Stored data entries
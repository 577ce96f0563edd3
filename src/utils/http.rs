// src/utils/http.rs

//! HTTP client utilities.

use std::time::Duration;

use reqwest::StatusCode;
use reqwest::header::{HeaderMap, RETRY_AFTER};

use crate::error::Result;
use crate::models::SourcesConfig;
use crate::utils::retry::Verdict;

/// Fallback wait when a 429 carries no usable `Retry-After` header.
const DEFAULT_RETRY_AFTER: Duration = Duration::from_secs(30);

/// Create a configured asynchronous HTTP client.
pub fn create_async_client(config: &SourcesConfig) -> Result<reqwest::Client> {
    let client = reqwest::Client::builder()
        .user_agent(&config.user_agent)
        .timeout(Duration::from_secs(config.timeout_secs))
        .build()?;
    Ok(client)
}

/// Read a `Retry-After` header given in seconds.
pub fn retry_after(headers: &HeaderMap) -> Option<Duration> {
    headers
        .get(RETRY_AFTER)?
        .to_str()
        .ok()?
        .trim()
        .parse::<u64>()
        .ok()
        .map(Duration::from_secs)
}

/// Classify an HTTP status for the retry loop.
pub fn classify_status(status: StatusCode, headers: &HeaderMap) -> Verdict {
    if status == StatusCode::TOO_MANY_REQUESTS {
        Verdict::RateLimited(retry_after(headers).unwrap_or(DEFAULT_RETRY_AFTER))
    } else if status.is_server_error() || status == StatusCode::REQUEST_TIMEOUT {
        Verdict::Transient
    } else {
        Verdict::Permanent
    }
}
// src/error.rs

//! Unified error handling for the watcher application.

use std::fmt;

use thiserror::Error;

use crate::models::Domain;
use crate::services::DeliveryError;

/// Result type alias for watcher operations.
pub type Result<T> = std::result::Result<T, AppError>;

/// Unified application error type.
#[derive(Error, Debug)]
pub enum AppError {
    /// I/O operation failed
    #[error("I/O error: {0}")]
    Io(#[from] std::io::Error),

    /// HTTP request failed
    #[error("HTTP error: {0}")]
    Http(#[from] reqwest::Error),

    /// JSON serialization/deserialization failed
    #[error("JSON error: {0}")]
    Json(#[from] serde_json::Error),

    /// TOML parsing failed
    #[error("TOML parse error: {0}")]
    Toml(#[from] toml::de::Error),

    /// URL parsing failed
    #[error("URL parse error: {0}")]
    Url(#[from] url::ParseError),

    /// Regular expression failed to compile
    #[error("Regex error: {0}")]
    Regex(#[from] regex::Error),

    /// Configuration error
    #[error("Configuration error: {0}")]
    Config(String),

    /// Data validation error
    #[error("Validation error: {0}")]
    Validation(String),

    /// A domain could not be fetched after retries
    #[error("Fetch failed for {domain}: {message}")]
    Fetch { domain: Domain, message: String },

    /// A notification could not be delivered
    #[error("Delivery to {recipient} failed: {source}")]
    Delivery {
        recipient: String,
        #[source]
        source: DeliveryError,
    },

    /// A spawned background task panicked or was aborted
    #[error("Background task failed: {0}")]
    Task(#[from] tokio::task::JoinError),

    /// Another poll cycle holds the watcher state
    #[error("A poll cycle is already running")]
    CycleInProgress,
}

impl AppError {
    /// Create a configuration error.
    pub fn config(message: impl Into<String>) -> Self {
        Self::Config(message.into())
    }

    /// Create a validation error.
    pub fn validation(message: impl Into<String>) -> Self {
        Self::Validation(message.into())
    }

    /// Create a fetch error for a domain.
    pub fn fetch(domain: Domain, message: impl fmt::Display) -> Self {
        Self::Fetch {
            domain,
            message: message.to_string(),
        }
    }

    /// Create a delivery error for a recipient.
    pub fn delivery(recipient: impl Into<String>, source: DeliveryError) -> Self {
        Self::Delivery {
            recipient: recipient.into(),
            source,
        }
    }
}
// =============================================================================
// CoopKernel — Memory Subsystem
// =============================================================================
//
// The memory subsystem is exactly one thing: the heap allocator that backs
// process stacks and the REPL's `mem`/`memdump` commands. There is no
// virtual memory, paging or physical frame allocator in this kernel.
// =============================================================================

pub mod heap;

...

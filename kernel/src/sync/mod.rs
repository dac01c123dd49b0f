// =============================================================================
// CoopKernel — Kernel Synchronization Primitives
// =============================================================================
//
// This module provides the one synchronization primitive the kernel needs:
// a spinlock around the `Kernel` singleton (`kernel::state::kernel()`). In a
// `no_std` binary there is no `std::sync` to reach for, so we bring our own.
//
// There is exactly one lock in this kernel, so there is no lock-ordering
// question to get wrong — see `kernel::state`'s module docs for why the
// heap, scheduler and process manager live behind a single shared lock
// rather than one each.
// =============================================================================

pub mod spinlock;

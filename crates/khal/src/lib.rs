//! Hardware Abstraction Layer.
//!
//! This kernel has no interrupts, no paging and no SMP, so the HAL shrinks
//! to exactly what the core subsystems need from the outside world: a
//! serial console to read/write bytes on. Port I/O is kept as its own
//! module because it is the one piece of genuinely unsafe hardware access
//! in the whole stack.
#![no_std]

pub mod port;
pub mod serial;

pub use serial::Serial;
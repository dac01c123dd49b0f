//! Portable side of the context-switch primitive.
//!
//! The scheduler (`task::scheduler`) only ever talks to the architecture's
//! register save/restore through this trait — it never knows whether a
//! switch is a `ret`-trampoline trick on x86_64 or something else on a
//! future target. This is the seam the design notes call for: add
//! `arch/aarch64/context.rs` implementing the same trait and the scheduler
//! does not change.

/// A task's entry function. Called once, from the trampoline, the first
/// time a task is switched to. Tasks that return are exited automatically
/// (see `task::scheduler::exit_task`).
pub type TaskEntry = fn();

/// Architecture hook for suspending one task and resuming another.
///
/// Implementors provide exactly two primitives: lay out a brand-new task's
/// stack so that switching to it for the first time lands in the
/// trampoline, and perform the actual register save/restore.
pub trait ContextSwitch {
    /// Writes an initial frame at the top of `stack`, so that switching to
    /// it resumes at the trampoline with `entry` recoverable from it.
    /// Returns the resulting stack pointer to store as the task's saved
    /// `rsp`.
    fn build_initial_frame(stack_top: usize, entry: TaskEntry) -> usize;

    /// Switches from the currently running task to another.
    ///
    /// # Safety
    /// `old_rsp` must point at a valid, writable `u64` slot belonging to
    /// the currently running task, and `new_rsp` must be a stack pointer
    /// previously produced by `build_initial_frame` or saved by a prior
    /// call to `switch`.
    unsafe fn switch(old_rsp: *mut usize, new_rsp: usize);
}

#### Task brief:
Taking the entries above, write out exactly the lines starting with the line containing "repository 577ce96f0563edd3" and going on through the line containing "use crate::utils::retry::Verdict;", both included, and nothing else.

#### Written answer:
repository 577ce96f0563edd3
filename src/utils/http.rs
// src/utils/http.rs

//! HTTP client utilities.

use std::time::Duration;

use reqwest::StatusCode;
use reqwest::header::{HeaderMap, RETRY_AFTER};

use crate::error::Result;
use crate::models::SourcesConfig;
use crate::utils::retry::Verdict;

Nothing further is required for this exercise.